Stress in the Workplace 1 Peter 2:18-20
Peter is writing in a day where slavery was common. His instruction is focused on slaves responding to their masters. Since we live in a society where slavery is illegal, we can apply the principles found in this passage to employees responding to their bosses. Peter instructs the reader to “Submit yourselves to your masters with all respect, not only to those who are good and considerate, but also to those who are harsh.” The principle of submission, although not popular, is the key ingredient to the employee / employer relationship. This submission is to take place with employers who are good and those who are difficult. It is easy to submit to an employer when we agree with them. Submission is tested when we don’t agree with the boss or feel their course of action is unfair. In this passage, Peter calls the believers in Christ to submit to and honor their employer.

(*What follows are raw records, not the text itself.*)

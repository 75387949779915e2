//! Completion service abstraction and the HTTP client behind it.

use crate::config::Config;
use crate::conversation::{Role, Turn};
use crate::error::RemoteCallFailure;
use crate::secrets::Secrets;
use crate::streaming::SseAccumulator;
use anyhow::{Context, Result};
use async_trait::async_trait;
use futures::StreamExt;
use serde::{Deserialize, Serialize};
use std::sync::Arc;
use std::time::Instant;

/// Maps an ordered history to one assistant reply
#[async_trait]
pub trait CompletionService: Send + Sync {
    async fn complete(&self, history: &[Turn]) -> Result<String, RemoteCallFailure>;

    fn model_id(&self) -> &str;
}

/// Message in conversation, as sent on the wire
#[derive(Debug, Clone, Serialize)]
pub struct LlmMessage<'a> {
    pub role: Role,
    pub content: &'a str,
}

impl<'a> From<&'a Turn> for LlmMessage<'a> {
    fn from(turn: &'a Turn) -> Self {
        Self {
            role: turn.role(),
            content: turn.text(),
        }
    }
}

#[derive(Debug, Serialize)]
struct ChatRequest<'a> {
    model: &'a str,
    messages: Vec<LlmMessage<'a>>,
    stream: bool,
    #[serde(skip_serializing_if = "Option::is_none")]
    temperature: Option<f32>,
    #[serde(skip_serializing_if = "Option::is_none")]
    max_tokens: Option<u32>,
}

#[derive(Deserialize)]
struct ChatResponse {
    #[serde(default)]
    choices: Vec<ChatChoice>,
}

#[derive(Deserialize)]
struct ChatChoice {
    message: ChatResponseMessage,
}

#[derive(Deserialize)]
struct ChatResponseMessage {
    content: Option<String>,
}

/// Client for an OpenAI-compatible chat completions endpoint
#[derive(Clone)]
pub struct LlmClient {
    client: reqwest::Client,
    url: String,
    model: String,
    api_key: String,
    stream: bool,
    temperature: Option<f32>,
    max_tokens: Option<u32>,
}

impl LlmClient {
    /// Build a client. No request timeout is set; a turn waits for the reply.
    pub fn new(config: &Config, secrets: &Secrets) -> Result<Self> {
        let client = reqwest::Client::builder()
            .user_agent(concat!("groqchat/", env!("CARGO_PKG_VERSION")))
            .build()
            .context("Failed to create HTTP client")?;

        Ok(Self::with_http_client(client, config, secrets))
    }

    pub fn with_http_client(client: reqwest::Client, config: &Config, secrets: &Secrets) -> Self {
        Self {
            client,
            url: config.completions_url(),
            model: config.model.clone(),
            api_key: secrets.chatbot_api_key().to_string(),
            stream: config.stream,
            temperature: config.temperature,
            max_tokens: config.max_tokens,
        }
    }

    async fn read_streamed(response: reqwest::Response) -> Result<String, RemoteCallFailure> {
        let mut stream = response.bytes_stream();
        let mut accumulator = SseAccumulator::new();

        while let Some(chunk) = stream.next().await {
            accumulator.push_chunk(&chunk?)?;
            if accumulator.is_done() {
                break;
            }
        }

        accumulator.finish()
    }

    async fn read_whole(response: reqwest::Response) -> Result<String, RemoteCallFailure> {
        let body = response.text().await?;
        let parsed: ChatResponse = serde_json::from_str(&body)
            .map_err(|e| RemoteCallFailure::malformed(format!("invalid completion body: {e}")))?;

        parsed
            .choices
            .into_iter()
            .next()
            .and_then(|choice| choice.message.content)
            .ok_or_else(|| RemoteCallFailure::malformed("completion contained no message"))
    }
}

#[async_trait]
impl CompletionService for LlmClient {
    async fn complete(&self, history: &[Turn]) -> Result<String, RemoteCallFailure> {
        let payload = ChatRequest {
            model: &self.model,
            messages: history.iter().map(LlmMessage::from).collect(),
            stream: self.stream,
            temperature: self.temperature,
            max_tokens: self.max_tokens,
        };

        let response = self
            .client
            .post(&self.url)
            .bearer_auth(&self.api_key)
            .json(&payload)
            .send()
            .await?;

        let status = response.status();
        if !status.is_success() {
            let error_text = response.text().await.unwrap_or_default();
            return Err(RemoteCallFailure::from_status(status.as_u16(), &error_text));
        }

        if self.stream {
            Self::read_streamed(response).await
        } else {
            Self::read_whole(response).await
        }
    }

    fn model_id(&self) -> &str {
        &self.model
    }
}

/// Logging wrapper for completion services
pub struct LoggingService {
    inner: Arc<dyn CompletionService>,
    model_id: String,
}

impl LoggingService {
    pub fn new(inner: Arc<dyn CompletionService>) -> Self {
        let model_id = inner.model_id().to_string();
        Self { inner, model_id }
    }
}

#[async_trait]
impl CompletionService for LoggingService {
    async fn complete(&self, history: &[Turn]) -> Result<String, RemoteCallFailure> {
        let start = Instant::now();
        let result = self.inner.complete(history).await;
        let duration = start.elapsed();

        match &result {
            Ok(reply) => {
                tracing::info!(
                    model = %self.model_id,
                    duration_ms = %duration.as_millis(),
                    turns = history.len(),
                    reply_len = reply.len(),
                    "completion succeeded"
                );
            }
            Err(e) => {
                tracing::error!(
                    model = %self.model_id,
                    duration_ms = %duration.as_millis(),
                    turns = history.len(),
                    reason = %e.reason,
                    error = %e.message,
                    "completion failed"
                );
            }
        }

        result
    }

    fn model_id(&self) -> &str {
        &self.model_id
    }
}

In our working situations and in life, living a life that honors God and doing good will cause stress and suffering. When you think about it, if we are living as aliens and strangers in this world as 1 Peter 2:11 describes, it makes sense that there will be stress because of the uniqueness of our lives. The second stressor that Peter mentions in this passage is the stress that we encounter when we walk as Jesus walked.
1 Peter 2:21-25 shows that Jesus is our Example and that we must follow in His Steps. Peter paints three pictures of Jesus Christ that will help us understand how we should respond to stress and suffering.
He is our Example 1 Peter 2:21-23
Jesus suffered for us when He died on the cross for our sins. How he handled the lies, false accusations and shame of the cross set us a supreme example of how we should endure the suffering of this life. 1 Peter 2:23 says, “When they hurled their insults at Him, He did not retaliate; when He suffered, He made no threats. Instead, He entrusted Himself to Him who judges justly.” This is the key! When stress and suffering comes, we have an opportunity to trust God with the circumstances. We will find that He is faithful. It is during these times that our faith will grow beyond the place it can during peaceful times. Jesus endured the cross because it was the will of God and because of His great love for us. God’s will and our love for Him will motivate us too.
He is our Substitute 1 Peter 2:24
Jesus’ death on the cross provided a way that we can be saved. We can die to the old way of life and live lives of righteousness. His wounds healed us! If you have a relationship with God, never forget that Jesus has the power to heal our wounds.
He is our Shepherd and Overseer of our soul 1 Peter 2:25
Peter concludes this passage by comparing us to sheep. Sheep are defenseless, hopeless, and completely dependent on the shepherd for their well being. John 10:1-14 and Psalm 23 are great examples of our need for a Shepherd. He is the Shepherd of our souls who will never fail.
What stress or struggle in your life do you need to give to Jesus?
Remember our Savior, who is our ultimate Example.